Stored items
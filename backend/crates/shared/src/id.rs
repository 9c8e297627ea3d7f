//! Common ID Types
//!
//! Type-safe ID wrappers for domain entities.

use std::fmt;
use std::marker::PhantomData;
use std::str::FromStr;
use uuid::Uuid;

/// Generic typed ID wrapper
///
/// Usage:
/// ```
/// use kernel::id::{Id, markers};
/// type UserId = Id<markers::User>;
/// ```
pub struct Id<T> {
    value: uuid::Uuid,
    _marker: PhantomData<fn() -> T>,
}

impl<T> Id<T> {
    /// Create a new random ID (UUID v4)
    pub fn new() -> Self {
        Self::from_uuid(Uuid::new_v4())
    }

    /// Create from an existing UUID
    pub fn from_uuid(uuid: Uuid) -> Self {
        Self {
            value: uuid,
            _marker: PhantomData,
        }
    }

    /// Get the underlying UUID
    pub fn as_uuid(&self) -> &Uuid {
        &self.value
    }

    /// Convert to UUID
    pub fn into_uuid(self) -> Uuid {
        self.value
    }
}

// Manual impls: derives would put bounds on the marker type.
impl<T> Clone for Id<T> {
    fn clone(&self) -> Self {
        *self
    }
}

impl<T> Copy for Id<T> {}

impl<T> PartialEq for Id<T> {
    fn eq(&self, other: &Self) -> bool {
        self.value == other.value
    }
}

impl<T> Eq for Id<T> {}

impl<T> std::hash::Hash for Id<T> {
    fn hash<H: std::hash::Hasher>(&self, state: &mut H) {
        self.value.hash(state);
    }
}

impl<T> Default for Id<T> {
    fn default() -> Self {
        Self::new()
    }
}

impl<T> fmt::Debug for Id<T> {
    fn fmt(&self, f: &mut fmt::Formatter<'_>) -> fmt::Result {
        write!(f, "Id({})", self.value)
    }
}

impl<T> fmt::Display for Id<T> {
    fn fmt(&self, f: &mut fmt::Formatter<'_>) -> fmt::Result {
        write!(f, "{}", self.value)
    }
}

impl<T> FromStr for Id<T> {
    type Err = uuid::Error;

    fn from_str(s: &str) -> Result<Self, Self::Err> {
        Uuid::parse_str(s).map(Self::from_uuid)
    }
}

impl<T> From<Uuid> for Id<T> {
    fn from(uuid: Uuid) -> Self {
        Self::from_uuid(uuid)
    }
}

impl<T> From<Id<T>> for Uuid {
    fn from(id: Id<T>) -> Self {
        id.value
    }
}

impl<T> serde::Serialize for Id<T> {
    fn serialize<S: serde::Serializer>(&self, serializer: S) -> Result<S::Ok, S::Error> {
        self.value.serialize(serializer)
    }
}

impl<'de, T> serde::Deserialize<'de> for Id<T> {
    fn deserialize<D: serde::Deserializer<'de>>(deserializer: D) -> Result<Self, D::Error> {
        Uuid::deserialize(deserializer).map(Self::from_uuid)
    }
}

/// Marker types for different entity IDs
pub mod markers {
    /// Marker for user identity IDs
    pub struct User;

    /// Marker for post IDs
    pub struct Post;
}

/// Type aliases for common IDs
pub type UserId = Id<markers::User>;
pub type PostId = Id<markers::Post>;

#[cfg(test)]
mod tests {
    use super::*;

    #[test]
    fn test_id_type_safety() {
        let user_id: UserId = Id::new();
        let post_id: PostId = Id::new();

        // These are different types, cannot be mixed
        let _u: Uuid = user_id.into_uuid();
        let _p: Uuid = post_id.into_uuid();
    }

    #[test]
    fn test_id_from_uuid() {
        let uuid = Uuid::new_v4();
        let id: UserId = Id::from_uuid(uuid);
        assert_eq!(id.as_uuid(), &uuid);
        assert_eq!(id.as_uuid().get_version_num(), 4);
    }

    #[test]
    fn test_id_parse() {
        let uuid = Uuid::new_v4();
        let parsed: PostId = uuid.to_string().parse().unwrap();
        assert_eq!(parsed.into_uuid(), uuid);

        assert!("not-a-uuid".parse::<PostId>().is_err());
    }

    #[test]
    fn test_id_serializes_as_plain_uuid() {
        let uuid = Uuid::nil();
        let id: UserId = Id::from_uuid(uuid);
        let json = serde_json::to_string(&id).unwrap();
        assert_eq!(json, format!("\"{}\"", uuid));
    }
}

▸ Assignment
A word-for-word restatement of all the records is required.

▸ Answer for the task
filename backend/crates/shared/src/id.rs
repository 9c8e297627ea3d7f
//! Common ID Types
//!
//! Type-safe ID wrappers for domain entities.

use std::fmt;
use std::marker::PhantomData;
use std::str::FromStr;
use uuid::Uuid;

/// Generic typed ID wrapper
///
/// Usage:
/// ```
/// use kernel::id::{Id, markers};
/// type UserId = Id<markers::User>;
/// ```
pub struct Id<T> {
    value: uuid::Uuid,
    _marker: PhantomData<fn() -> T>,
}

impl<T> Id<T> {
    /// Create a new random ID (UUID v4)
    pub fn new() -> Self {
        Self::from_uuid(Uuid::new_v4())
    }

    /// Create from an existing UUID
    pub fn from_uuid(uuid: Uuid) -> Self {
        Self {
            value: uuid,
            _marker: PhantomData,
        }
    }

    /// Get the underlying UUID
    pub fn as_uuid(&self) -> &Uuid {
        &self.value
    }

    /// Convert to UUID
    pub fn into_uuid(self) -> Uuid {
        self.value
    }
}

// Manual impls: derives would put bounds on the marker type.
impl<T> Clone for Id<T> {
    fn clone(&self) -> Self {
        *self
    }
}

impl<T> Copy for Id<T> {}

impl<T> PartialEq for Id<T> {
    fn eq(&self, other: &Self) -> bool {
        self.value == other.value
    }
}

impl<T> Eq for Id<T> {}

impl<T> std::hash::Hash for Id<T> {
    fn hash<H: std::hash::Hasher>(&self, state: &mut H) {
        self.value.hash(state);
    }
}

impl<T> Default for Id<T> {
    fn default() -> Self {
        Self::new()
    }
}

impl<T> fmt::Debug for Id<T> {
    fn fmt(&self, f: &mut fmt::Formatter<'_>) -> fmt::Result {
        write!(f, "Id({})", self.value)
    }
}

impl<T> fmt::Display for Id<T> {
    fn fmt(&self, f: &mut fmt::Formatter<'_>) -> fmt::Result {
        write!(f, "{}", self.value)
    }
}

impl<T> FromStr for Id<T> {
    type Err = uuid::Error;

    fn from_str(s: &str) -> Result<Self, Self::Err> {
        Uuid::parse_str(s).map(Self::from_uuid)
    }
}

impl<T> From<Uuid> for Id<T> {
    fn from(uuid: Uuid) -> Self {
        Self::from_uuid(uuid)
    }
}

impl<T> From<Id<T>> for Uuid {
    fn from(id: Id<T>) -> Self {
        id.value
    }
}

impl<T> serde::Serialize for Id<T> {
    fn serialize<S: serde::Serializer>(&self, serializer: S) -> Result<S::Ok, S::Error> {
        self.value.serialize(serializer)
    }
}

impl<'de, T> serde::Deserialize<'de> for Id<T> {
    fn deserialize<D: serde::Deserializer<'de>>(deserializer: D) -> Result<Self, D::Error> {
        Uuid::deserialize(deserializer).map(Self::from_uuid)
    }
}

/// Marker types for different entity IDs
pub mod markers {
    /// Marker for user identity IDs
    pub struct User;

    /// Marker for post IDs
    pub struct Post;
}

/// Type aliases for common IDs
pub type UserId = Id<markers::User>;
pub type PostId = Id<markers::Post>;

#[cfg(test)]
mod tests {
    use super::*;

    #[test]
    fn test_id_type_safety() {
        let user_id: UserId = Id::new();
        let post_id: PostId = Id::new();

        // These are different types, cannot be mixed
        let _u: Uuid = user_id.into_uuid();
        let _p: Uuid = post_id.into_uuid();
    }

    #[test]
    fn test_id_from_uuid() {
        let uuid = Uuid::new_v4();
        let id: UserId = Id::from_uuid(uuid);
        assert_eq!(id.as_uuid(), &uuid);
        assert_eq!(id.as_uuid().get_version_num(), 4);
    }

    #[test]
    fn test_id_parse() {
        let uuid = Uuid::new_v4();
        let parsed: PostId = uuid.to_string().parse().unwrap();
        assert_eq!(parsed.into_uuid(), uuid);

        assert!("not-a-uuid".parse::<PostId>().is_err());
    }

    #[test]
    fn test_id_serializes_as_plain_uuid() {
        let uuid = Uuid::nil();
        let id: UserId = Id::from_uuid(uuid);
        let json = serde_json::to_string(&id).unwrap();
        assert_eq!(json, format!("\"{}\"", uuid));
    }
}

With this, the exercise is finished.